--- MATERIAL TO PROCESS ---

//! Validated identifiers for corps and their members.

// std
use std::{borrow::Borrow, ops::Deref};
// self
use crate::_prelude::*;

macro_rules! def_id {
	($name:ident, $doc:literal, $kind:literal) => {
		#[doc = $doc]
		#[derive(Clone, PartialEq, Eq, PartialOrd, Ord, Hash, Serialize, Deserialize)]
		#[serde(try_from = "String", into = "String")]
		pub struct $name(String);
		impl $name {
			/// Creates a new identifier after validation.
			pub fn new(value: impl AsRef<str>) -> Result<Self, IdentifierError> {
				let view = value.as_ref();

				validate_view($kind, view)?;

				Ok(Self(view.to_owned()))
			}
		}
		impl Deref for $name {
			type Target = str;

			fn deref(&self) -> &Self::Target {
				&self.0
			}
		}
		impl AsRef<str> for $name {
			fn as_ref(&self) -> &str {
				&self.0
			}
		}
		impl From<$name> for String {
			fn from(value: $name) -> Self {
				value.0
			}
		}
		impl TryFrom<String> for $name {
			type Error = IdentifierError;

			fn try_from(value: String) -> Result<Self, Self::Error> {
				validate_view($kind, &value)?;

				Ok(Self(value))
			}
		}
		impl Borrow<str> for $name {
			fn borrow(&self) -> &str {
				&self.0
			}
		}
		impl Debug for $name {
			fn fmt(&self, f: &mut Formatter) -> FmtResult {
				write!(f, concat!($kind, "({})"), self.0)
			}
		}
		impl Display for $name {
			fn fmt(&self, f: &mut Formatter) -> FmtResult {
				f.write_str(&self.0)
			}
		}
		impl FromStr for $name {
			type Err = IdentifierError;

			fn from_str(s: &str) -> Result<Self, Self::Err> {
				Self::new(s)
			}
		}
	};
}

const IDENTIFIER_MAX_LEN: usize = 64;

/// Error returned when identifier validation fails.
#[derive(Clone, Debug, PartialEq, Eq, Serialize, ThisError)]
pub enum IdentifierError {
	/// The identifier was empty or whitespace.
	#[error("{kind} identifier cannot be empty.")]
	Empty {
		/// Kind of identifier (corp, user).
		kind: &'static str,
	},
	/// The identifier contains whitespace characters.
	#[error("{kind} identifier contains whitespace.")]
	ContainsWhitespace {
		/// Kind of identifier (corp, user).
		kind: &'static str,
	},
	/// The identifier exceeded the allowed character count.
	#[error("{kind} identifier exceeds {max} characters.")]
	TooLong {
		/// Kind of identifier (corp, user).
		kind: &'static str,
		/// Maximum permitted character count.
		max: usize,
	},
}

def_id! { CorpId, "Corp identifier (`corpid`) issued by the platform.", "Corp" }
def_id! { UserId, "Member identifier (`userid`) inside a corp directory.", "User" }

fn validate_view(kind: &'static str, view: &str) -> Result<(), IdentifierError> {
	if view.is_empty() {
		return Err(IdentifierError::Empty { kind });
	}
	if view.chars().any(char::is_whitespace) {
		return Err(IdentifierError::ContainsWhitespace { kind });
	}
	if view.len() > IDENTIFIER_MAX_LEN {
		return Err(IdentifierError::TooLong { kind, max: IDENTIFIER_MAX_LEN });
	}

	Ok(())
}
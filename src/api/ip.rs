//! Callback source addresses.

// self
use crate::{
	_prelude::*,
	api::WorkClient,
	http::ApiHttpClient,
	transport::{ApiRequest, TransportErrorMapper},
};

/// Addresses the platform uses when calling back into the corp's servers.
#[derive(Clone, Debug, PartialEq, Eq, Deserialize)]
pub struct CallbackIps {
	/// IP addresses or CIDR ranges.
	pub ip_list: Vec<String>,
}

/// `GET getcallbackip`.
pub fn get_callback_ip() -> ApiRequest {
	ApiRequest::get("getcallbackip")
}

impl<C, M> WorkClient<C, M>
where
	C: ?Sized + ApiHttpClient,
	M: ?Sized + TransportErrorMapper<C::TransportError>,
{
	/// Lists the addresses callbacks originate from.
	pub async fn get_callback_ip(&self) -> Result<CallbackIps> {
		self.call_as(get_callback_ip()).await
	}
}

---

- _WORK ITEM_: Copy out every line of the data that includes the word "Sized".

- _SOLUTION_:
	C: ?Sized + ApiHttpClient,
	M: ?Sized + TransportErrorMapper<C::TransportError>,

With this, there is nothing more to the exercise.